Fauna & Flora embraces these differences and embraces projects having their own measures of impact, rather than adopting standard organisational indicators. Project teams (and partners) base their own indicators on the project’s specific Theory of Change (a logical model to describe how project activities will drive required changes to achieve conservation impact), and define rigorous monitoring against this.

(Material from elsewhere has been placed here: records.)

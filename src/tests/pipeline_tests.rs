//! End-to-end runs of one intent through build, submit and settle against a fake node

use solana_sdk::{commitment_config::CommitmentLevel, pubkey::Pubkey};
use std::sync::Arc;
use std::time::Duration;

use super::support::{build_context, pool_keys, FakeRpc};
use crate::engine::{IntentExecutor, RetryPolicy, SwapPipeline};
use crate::rpc_manager::{RpcManagerError, SignatureState};
use crate::sender::{RpcSender, SenderKind, SenderRouter};
use crate::settlement::SettlementProcessor;
use crate::tx_builder::{BuilderKind, BuilderRouter, BuilderStrategy, DirectPoolBuilder, PoolRegistry};
use crate::types::{PipelineStage, SettlementStatus, SwapInType, SwapIntent};

struct Fixture {
    pipeline: SwapPipeline,
    rpc: Arc<FakeRpc>,
    user: Pubkey,
    mint: Pubkey,
}

async fn fixture() -> Fixture {
    let (ctx, rpc, user) = build_context().await;
    let mint = Pubkey::new_unique();
    rpc.add_mint(mint, 6);
    let keys = pool_keys(mint);
    rpc.set_token_balance(keys.base_vault, 1_000_000_000_000);
    rpc.set_token_balance(keys.quote_vault, 500_000_000_000);

    let mut pools = PoolRegistry::new();
    pools.insert(keys);
    let builders = BuilderRouter::new(ctx, BuilderKind::DirectPool).with_strategy(BuilderStrategy::DirectPool(
        DirectPoolBuilder::new(pools, 200_000, 100_000, vec![Pubkey::new_unique()]),
    ));
    let senders = SenderRouter::new(SenderKind::Default).with_sender(Arc::new(RpcSender::new(rpc.clone(), true)));
    let settlement = SettlementProcessor::new(
        rpc.clone(),
        CommitmentLevel::Finalized,
        Duration::from_secs(45),
        Duration::from_millis(500),
    );

    let pipeline = SwapPipeline::new(
        Arc::new(builders),
        Arc::new(senders),
        Arc::new(settlement),
        RetryPolicy::default(),
    );
    Fixture {
        pipeline,
        rpc,
        user,
        mint,
    }
}

#[tokio::test(start_paused = true)]
async fn test_confirmed_buy_reports_signature_and_slot() {
    let f = fixture().await;
    f.rpc.confirm_everything(55);

    let intent = SwapIntent::buy(f.mint.to_string(), f.user.to_string(), 0.5);
    let result = f.pipeline.execute(intent.clone()).await;

    assert!(result.is_success(), "{result:?}");
    assert_eq!(result.intent, intent);
    assert_eq!(result.user_pubkey, f.user.to_string());
    let settlement = result.settlement.unwrap();
    assert_eq!(settlement.slot, Some(55));
    assert_eq!(result.transaction_hash.as_deref(), Some(settlement.signature.as_str()));
    assert_eq!(f.rpc.sends(), 1);
}

#[tokio::test(start_paused = true)]
async fn test_unknown_mint_fails_at_building_without_sending() {
    let f = fixture().await;
    let intent = SwapIntent::buy(Pubkey::new_unique().to_string(), f.user.to_string(), 0.5);

    let result = f.pipeline.execute(intent).await;
    let failure = result.failure.unwrap();
    assert_eq!(failure.stage, PipelineStage::Building);
    assert!(failure.reason.contains("Token metadata missing"), "{}", failure.reason);
    assert!(result.transaction_hash.is_none());
    assert!(result.settlement.is_none());
    assert_eq!(f.rpc.sends(), 0);
}

#[tokio::test(start_paused = true)]
async fn test_sell_of_unknown_mint_fails_at_building_without_sending() {
    let f = fixture().await;
    let unknown = Pubkey::new_unique();
    let intent = SwapIntent::sell(unknown.to_string(), f.user.to_string(), 50.0, SwapInType::Percentage);

    let result = f.pipeline.execute(intent).await;
    let failure = result.failure.unwrap();
    assert_eq!(failure.stage, PipelineStage::Building);
    assert!(failure.reason.contains("Token metadata missing"), "{}", failure.reason);
    assert!(failure.reason.contains(&unknown.to_string()), "{}", failure.reason);
    assert!(result.transaction_hash.is_none());
    assert!(result.settlement.is_none());
    assert_eq!(f.rpc.blockhash_fetches(), 0);
    assert_eq!(f.rpc.sends(), 0);
}

#[tokio::test(start_paused = true)]
async fn test_relay_without_fee_is_rejected_before_network() {
    let f = fixture().await;
    let intent = SwapIntent::buy(f.mint.to_string(), f.user.to_string(), 0.5).with_priority_relay(None);

    let result = f.pipeline.execute(intent).await;
    assert_eq!(result.failure.unwrap().stage, PipelineStage::Building);
    assert_eq!(f.rpc.blockhash_fetches(), 0);
    assert_eq!(f.rpc.sends(), 0);
}

#[tokio::test(start_paused = true)]
async fn test_transient_send_failures_are_retried() {
    let f = fixture().await;
    f.rpc.confirm_everything(60);
    f.rpc.push_send_timeout();

    let result = f
        .pipeline
        .execute(SwapIntent::buy(f.mint.to_string(), f.user.to_string(), 0.5))
        .await;
    assert!(result.is_success(), "{result:?}");
    assert_eq!(f.rpc.sends(), 2);
}

#[tokio::test(start_paused = true)]
async fn test_retry_exhaustion_fails_at_sending() {
    let f = fixture().await;
    for _ in 0..5 {
        f.rpc.push_send_timeout();
    }

    let result = f
        .pipeline
        .execute(SwapIntent::buy(f.mint.to_string(), f.user.to_string(), 0.5))
        .await;
    let failure = result.failure.unwrap();
    assert_eq!(failure.stage, PipelineStage::Sending);
    assert!(failure.reason.contains("3 attempt(s)"), "{}", failure.reason);
    assert!(result.transaction_hash.is_none());
    assert_eq!(f.rpc.sends(), 3);
}

#[tokio::test(start_paused = true)]
async fn test_permanent_send_failure_is_not_retried() {
    let f = fixture().await;
    f.rpc.push_send_error(RpcManagerError::InsufficientFunds {
        endpoint: "fake://rpc".into(),
    });

    let result = f
        .pipeline
        .execute(SwapIntent::buy(f.mint.to_string(), f.user.to_string(), 0.5))
        .await;
    assert_eq!(result.failure.unwrap().stage, PipelineStage::Sending);
    assert_eq!(f.rpc.sends(), 1);
}

#[tokio::test(start_paused = true)]
async fn test_settlement_timeout_keeps_signature() {
    let f = fixture().await;

    let result = f
        .pipeline
        .execute(SwapIntent::buy(f.mint.to_string(), f.user.to_string(), 0.5))
        .await;
    let settlement = result.settlement.clone().unwrap();
    assert_eq!(settlement.status, SettlementStatus::Unknown);
    assert!(result.failure.is_none());
    assert!(!result.is_success());
    assert_eq!(result.transaction_hash, Some(settlement.signature));
}

#[tokio::test(start_paused = true)]
async fn test_on_chain_failure_reports_confirming_stage() {
    let f = fixture().await;
    f.rpc.push_status(Some(SignatureState {
        slot: 61,
        err: Some("InstructionError(5, Custom(30))".into()),
        commitment_reached: true,
    }));

    let result = f
        .pipeline
        .execute(SwapIntent::buy(f.mint.to_string(), f.user.to_string(), 0.5))
        .await;
    assert_eq!(result.failure.unwrap().stage, PipelineStage::Confirming);
    assert_eq!(result.settlement.unwrap().status, SettlementStatus::Failed);
    assert!(result.transaction_hash.is_some());
}

#[tokio::test(start_paused = true)]
async fn test_failed_simulation_blocks_submission() {
    let f = fixture().await;
    let pipeline = f.pipeline.with_simulation(true);
    f.rpc.set_simulation_error(Some("InstructionError(5, Custom(30))".into()));

    let result = pipeline
        .execute(SwapIntent::buy(f.mint.to_string(), f.user.to_string(), 0.5))
        .await;
    assert_eq!(result.failure.unwrap().stage, PipelineStage::Sending);
    assert_eq!(f.rpc.sends(), 0);
}

#[tokio::test(start_paused = true)]
async fn test_unconfigured_sender_fails_at_sending() {
    let f = fixture().await;
    let intent = SwapIntent::buy(f.mint.to_string(), f.user.to_string(), 0.5).with_priority_relay(Some(0.0001));

    let result = f.pipeline.execute(intent).await;
    let failure = result.failure.unwrap();
    assert_eq!(failure.stage, PipelineStage::Sending);
    assert!(failure.reason.contains("priority_relay"), "{}", failure.reason);
    assert_eq!(f.rpc.sends(), 0);
}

As every project is different, we use generalised “impact chains” to help aggregate disparate project data and demonstrate progress towards conservation impact:

These help us understand progress in individual projects’ journeys towards success, and towards long-term conservation and biodiversity recovery goals. The steps in the impact chains are deliberately broad; this allows us to aggregate data and results across projects to understand our impact across the breadth of our portfolio. Looking across all of our projects and aggregating the results in this way allows us to understand the impact that we are having across our portfolio of work.

In the impact chains presented throughout this report, the sites, species or projects represented are only counted once and are assigned the highest level of outcome or impact reported by the end of 2022. There is good evidence that projects that achieve change in the early steps of the chain are likely to progress onwards towards achieving their conservation goals 4 .

In parallel, we work with project teams to ensure the information collected can support adaptive management in projects. We have not included comparative data in this report, but you can learn more about how we assess the impact of our work at a project level in our document Understanding Conservation Success, which is available on our website.

3. A project is defined as a set of activities leading towards a meaningful conservation outcome. The conservation result that a project works towards might be a specific biodiversity target, such as the conservation of a site or a species, or it might be creating a specific set of enabling conditions for delivering better conservation - for example by changing the behaviour of a particular group to address a specific issue. A project may encompass multiple sites and or species and employ multiple conservation approaches. A project might be delivered by Fauna & Flora directly, or in collaboration with partners and other organisations.

4. Kapos, V., et al. (2009). Outcomes, not implementation, predict conservation success. Oryx, 43(3), 336-342. Kapos, V., et al. (2008). Calibrating conservation: new tools for measuring success. Conservation Letters 1.4 (2008): 155-164.